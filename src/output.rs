//! CLI output formatting for `check` and `build`.
//!
//! # Information-First Display
//!
//! Output is an inventory of the page, not of the content directory. Every
//! entry is shown by its semantic identity (positional index + title) with
//! secondary detail on indented lines.
//!
//! # Output Format
//!
//! ## Check
//!
//! ```text
//! Profile
//!     Ada Example · Web Developer
//!     3 phrases
//!
//! About Me
//!     I'm a web developer who enjoys turning ideas into fast...
//!
//! Skills
//! 001 Front-End (5 skills)
//! 002 Back-End (3 skills)
//!
//! Education
//! 001 Bachelor of Science in Computer Science & Engineering
//!     2025 - 2028
//!
//! Certifications
//! 001 Responsive Web Design
//!     Issuer: freeCodeCamp
//!
//! Projects (3 shown of 4)
//! 001 Event Hub
//! 004 Hero Apps (hidden)
//!
//! Contact
//!     Relay: https://api.emailjs.com/api/v1.0/email/send
//!     Credentials: configured
//! ```
//!
//! ## Build
//!
//! ```text
//! Home → index.html
//!     site.css
//!     site.js
//!
//! Assets
//!     favicon.svg
//!
//! Generated 1 page, 2 files, 1 asset
//! ```
//!
//! # Architecture
//!
//! Each command has a `format_*` function (returns `Vec<String>`) for
//! testability and a `print_*` wrapper that writes to stdout. Format functions
//! are pure: no I/O, no side effects.

use crate::contact::{MissingCredential, RelayCredentials};
use crate::content::Content;
use crate::generate::GenerateReport;

// ============================================================================
// Shared entity display helpers
// ============================================================================

/// Format a 1-based positional index as 3-digit zero-padded.
fn format_index(pos: usize) -> String {
    format!("{:0>3}", pos)
}

/// Return indentation string: 4 spaces per depth level.
fn indent(depth: usize) -> String {
    "    ".repeat(depth)
}

/// Format an entity header: positional index + title, with optional detail.
///
/// ```text
/// 001 Front-End (5 skills)
/// 001 Event Hub
/// ```
fn entity_header(index: usize, title: &str, detail: Option<&str>) -> String {
    match detail {
        Some(d) => format!("{} {} ({})", format_index(index), title, d),
        None => format!("{} {}", format_index(index), title),
    }
}

fn plural(n: usize, one: &str, many: &str) -> String {
    format!("{} {}", n, if n == 1 { one } else { many })
}

/// Strip HTML tags from a string (simple angle-bracket stripping).
fn strip_html_tags(html: &str) -> String {
    let mut result = String::with_capacity(html.len());
    let mut in_tag = false;
    for c in html.chars() {
        match c {
            '<' => in_tag = true,
            '>' => in_tag = false,
            _ if !in_tag => result.push(c),
            _ => {}
        }
    }
    result
}

/// Truncate text to `max` characters, appending `...` if truncated.
fn truncate_desc(text: &str, max: usize) -> String {
    match text.char_indices().nth(max) {
        None => text.to_string(),
        Some((cut, _)) => format!("{}...", &text[..cut]),
    }
}

// ============================================================================
// Check
// ============================================================================

pub fn format_check_output(
    content: &Content,
    credentials: Result<&RelayCredentials, &MissingCredential>,
) -> Vec<String> {
    let mut lines = Vec::new();
    let profile = &content.profile;

    lines.push("Profile".to_string());
    lines.push(format!("{}{} · {}", indent(1), profile.name, profile.role));
    lines.push(format!(
        "{}{}",
        indent(1),
        plural(profile.phrases.len(), "phrase", "phrases")
    ));

    if let Some(about) = &content.about_html {
        let plain = strip_html_tags(about);
        let first = plain.split_whitespace().collect::<Vec<_>>().join(" ");
        lines.push(String::new());
        lines.push("About Me".to_string());
        lines.push(format!("{}{}", indent(1), truncate_desc(&first, 60)));
    }

    lines.push(String::new());
    lines.push("Skills".to_string());
    for (i, group) in content.skills.iter().enumerate() {
        let count = plural(group.skills.len(), "skill", "skills");
        lines.push(entity_header(i + 1, &group.title, Some(&count)));
    }

    lines.push(String::new());
    lines.push("Education".to_string());
    for (i, entry) in content.education.iter().enumerate() {
        lines.push(entity_header(i + 1, &entry.degree, None));
        lines.push(format!("{}{}", indent(1), entry.period));
    }

    lines.push(String::new());
    lines.push("Certifications".to_string());
    for (i, cert) in content.certifications.iter().enumerate() {
        lines.push(entity_header(i + 1, &cert.title, None));
        lines.push(format!("{}Issuer: {}", indent(1), cert.issuer));
    }

    let preview = content.config.projects.preview;
    let total = content.projects.len();
    lines.push(String::new());
    lines.push(format!(
        "Projects ({} shown of {})",
        preview.min(total),
        total
    ));
    for (i, project) in content.projects.iter().enumerate() {
        let detail = (i >= preview).then_some("hidden");
        lines.push(entity_header(i + 1, &project.title, detail));
    }

    lines.push(String::new());
    lines.push("Contact".to_string());
    lines.push(format!("{}Relay: {}", indent(1), content.config.contact.endpoint));
    match credentials {
        Ok(_) => lines.push(format!("{}Credentials: configured", indent(1))),
        Err(missing) => lines.push(format!("{}Credentials: {}", indent(1), missing)),
    }

    lines
}

/// Print check output to stdout.
pub fn print_check_output(
    content: &Content,
    credentials: Result<&RelayCredentials, &MissingCredential>,
) {
    for line in format_check_output(content, credentials) {
        println!("{}", line);
    }
}

// ============================================================================
// Build
// ============================================================================

pub fn format_build_output(report: &GenerateReport) -> Vec<String> {
    let mut lines = Vec::new();
    let mut pages = report.pages.iter();

    if let Some(index) = pages.next() {
        lines.push(format!("Home → {}", index));
    }
    let files: Vec<&String> = pages.collect();
    for file in &files {
        lines.push(format!("{}{}", indent(1), file));
    }

    if !report.assets.is_empty() {
        lines.push(String::new());
        lines.push("Assets".to_string());
        for asset in &report.assets {
            lines.push(format!("{}{}", indent(1), asset));
        }
    }

    if !report.relay_configured {
        lines.push(String::new());
        lines.push(
            "Contact form will report a configuration error (relay credentials missing)"
                .to_string(),
        );
    }

    lines.push(String::new());
    lines.push(format!(
        "Generated 1 page, {}, {}",
        plural(files.len(), "file", "files"),
        plural(report.assets.len(), "asset", "assets")
    ));
    lines
}

pub fn print_build_output(report: &GenerateReport) {
    for line in format_build_output(report) {
        println!("{}", line);
    }
}

// ============================================================================
// Tests
// ============================================================================
//! Contact form submission through a transactional-mail relay.
//!
//! The form forwards its three named fields to the relay using three
//! credentials (service id, template id, public key) read from the
//! environment. A submission is at most one relay call per press:
//!
//! ```text
//! Idle ──begin──▶ InFlight ──complete──▶ Idle
//!                    │
//!                    ├─ credentials missing → configuration error, no call
//!                    ├─ relay accepted      → success, fields cleared
//!                    └─ relay failed        → failure, fields kept
//! ```
//!
//! [`ContactForm::begin`] flips to `InFlight` before any network work starts
//! and refuses a second submission until [`ContactForm::complete`] runs, so
//! re-entrant or programmatic double submits cannot issue two calls.

use crate::config::ContactConfig;
use crate::view::toast::Notification;
use serde::Serialize;
use std::time::Duration;
use thiserror::Error;

pub const SERVICE_ID_VAR: &str = "EMAILJS_SERVICE_ID";
pub const TEMPLATE_ID_VAR: &str = "EMAILJS_TEMPLATE_ID";
pub const PUBLIC_KEY_VAR: &str = "EMAILJS_PUBLIC_KEY";

pub const SENT_MESSAGE: &str = "Message sent successfully! I'll get back to you soon.";
pub const FAILED_MESSAGE: &str = "Failed to send message. Please try again or email me directly.";
pub const CONFIG_ERROR_MESSAGE: &str = "Configuration error. Please contact the administrator.";

#[derive(Error, Debug, Clone, PartialEq, Eq)]
#[error("missing relay credential: {0} is not set")]
pub struct MissingCredential(pub &'static str);

#[derive(Error, Debug)]
pub enum RelayError {
    #[error("relay transport error: {0}")]
    Transport(#[from] reqwest::Error),
    #[error("relay rejected the message ({status}): {body}")]
    Rejected { status: u16, body: String },
}

#[derive(Error, Debug, Clone, Copy, PartialEq, Eq)]
pub enum SubmitError {
    #[error("a message is already being sent")]
    InFlight,
}

/// Relay credentials. All three are required.
#[derive(Debug, Clone, PartialEq, Eq, Serialize)]
pub struct RelayCredentials {
    pub service_id: String,
    pub template_id: String,
    pub public_key: String,
}

impl RelayCredentials {
    /// Read the credentials from the process environment.
    pub fn from_env() -> Result<Self, MissingCredential> {
        Self::from_lookup(|name| std::env::var(name).ok())
    }

    /// Read the credentials through `lookup`. Blank values count as missing.
    pub fn from_lookup(
        lookup: impl Fn(&str) -> Option<String>,
    ) -> Result<Self, MissingCredential> {
        let get = |name: &'static str| {
            lookup(name)
                .map(|v| v.trim().to_string())
                .filter(|v| !v.is_empty())
                .ok_or(MissingCredential(name))
        };
        Ok(Self {
            service_id: get(SERVICE_ID_VAR)?,
            template_id: get(TEMPLATE_ID_VAR)?,
            public_key: get(PUBLIC_KEY_VAR)?,
        })
    }
}

/// The form's named fields, serialized under the names the relay template
/// refers to.
#[derive(Debug, Clone, Default, PartialEq, Eq, Serialize)]
pub struct ContactFields {
    #[serde(rename = "full-name")]
    pub full_name: String,
    pub email: String,
    pub message: String,
}

impl ContactFields {
    pub fn is_empty(&self) -> bool {
        self.full_name.is_empty() && self.email.is_empty() && self.message.is_empty()
    }

    pub fn clear(&mut self) {
        *self = Self::default();
    }
}

/// Anything that can deliver a contact message.
pub trait MailRelay {
    fn send(
        &self,
        credentials: &RelayCredentials,
        fields: &ContactFields,
    ) -> Result<(), RelayError>;
}

/// EmailJS REST relay.
pub struct EmailJsRelay {
    client: reqwest::blocking::Client,
    endpoint: String,
}

#[derive(Serialize)]
struct SendRequest<'a> {
    service_id: &'a str,
    template_id: &'a str,
    user_id: &'a str,
    template_params: &'a ContactFields,
}

impl EmailJsRelay {
    pub fn new(config: &ContactConfig) -> Result<Self, RelayError> {
        let client = reqwest::blocking::Client::builder()
            .timeout(Duration::from_secs(config.timeout_secs))
            .build()?;
        Ok(Self {
            client,
            endpoint: config.endpoint.clone(),
        })
    }
}

impl MailRelay for EmailJsRelay {
    fn send(
        &self,
        credentials: &RelayCredentials,
        fields: &ContactFields,
    ) -> Result<(), RelayError> {
        let request = SendRequest {
            service_id: &credentials.service_id,
            template_id: &credentials.template_id,
            user_id: &credentials.public_key,
            template_params: fields,
        };
        tracing::debug!(endpoint = %self.endpoint, "sending contact message");
        let response = self.client.post(&self.endpoint).json(&request).send()?;
        let status = response.status();
        if status.is_success() {
            tracing::info!(status = status.as_u16(), "relay accepted contact message");
            Ok(())
        } else {
            let body = response.text().unwrap_or_default();
            Err(RelayError::Rejected {
                status: status.as_u16(),
                body,
            })
        }
    }
}

/// How a submission ended.
#[derive(Debug)]
pub enum SubmitOutcome {
    Sent,
    MissingConfiguration(MissingCredential),
    Failed(RelayError),
}

impl SubmitOutcome {
    /// The notification shown for this outcome.
    pub fn notification(&self) -> Notification {
        match self {
            SubmitOutcome::Sent => Notification::success(SENT_MESSAGE),
            SubmitOutcome::MissingConfiguration(_) => Notification::error(CONFIG_ERROR_MESSAGE),
            SubmitOutcome::Failed(_) => Notification::error(FAILED_MESSAGE),
        }
    }

    pub fn is_sent(&self) -> bool {
        matches!(self, SubmitOutcome::Sent)
    }
}

#[derive(Debug, Clone, Copy, Default, PartialEq, Eq)]
pub enum SubmitState {
    #[default]
    Idle,
    InFlight,
}

#[derive(Debug, Clone, Default)]
pub struct ContactForm {
    fields: ContactFields,
    state: SubmitState,
}

impl ContactForm {
    pub fn new() -> Self {
        Self::default()
    }

    pub fn fields(&self) -> &ContactFields {
        &self.fields
    }

    pub fn fields_mut(&mut self) -> &mut ContactFields {
        &mut self.fields
    }

    pub fn state(&self) -> SubmitState {
        self.state
    }

    /// Whether the submit button accepts presses.
    pub fn submit_enabled(&self) -> bool {
        self.state == SubmitState::Idle
    }

    /// Disable submission and snapshot the fields to send.
    pub fn begin(&mut self) -> Result<ContactFields, SubmitError> {
        if self.state == SubmitState::InFlight {
            return Err(SubmitError::InFlight);
        }
        self.state = SubmitState::InFlight;
        Ok(self.fields.clone())
    }

    /// Re-enable submission; a successful send clears the fields.
    pub fn complete(&mut self, outcome: &SubmitOutcome) {
        if outcome.is_sent() {
            self.fields.clear();
        }
        self.state = SubmitState::Idle;
    }

    /// Run a whole submission: begin, send (unless credentials are
    /// missing), complete.
    pub fn submit(
        &mut self,
        relay: &dyn MailRelay,
        credentials: Result<RelayCredentials, MissingCredential>,
    ) -> Result<SubmitOutcome, SubmitError> {
        let fields = self.begin()?;
        let outcome = match credentials {
            Err(missing) => {
                tracing::error!(%missing, "relay credentials are missing");
                SubmitOutcome::MissingConfiguration(missing)
            }
            Ok(credentials) => match relay.send(&credentials, &fields) {
                Ok(()) => SubmitOutcome::Sent,
                Err(err) => {
                    tracing::error!(error = %err, "relay call failed");
                    SubmitOutcome::Failed(err)
                }
            },
        };
        self.complete(&outcome);
        Ok(outcome)
    }
}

____________________

Aim of the task:
Above are the records; copy every line in them that holds the word "struct".

Exercise output:
pub struct MissingCredential(pub &'static str);
pub struct RelayCredentials {
pub struct ContactFields {
pub struct EmailJsRelay {
struct SendRequest<'a> {
pub struct ContactForm {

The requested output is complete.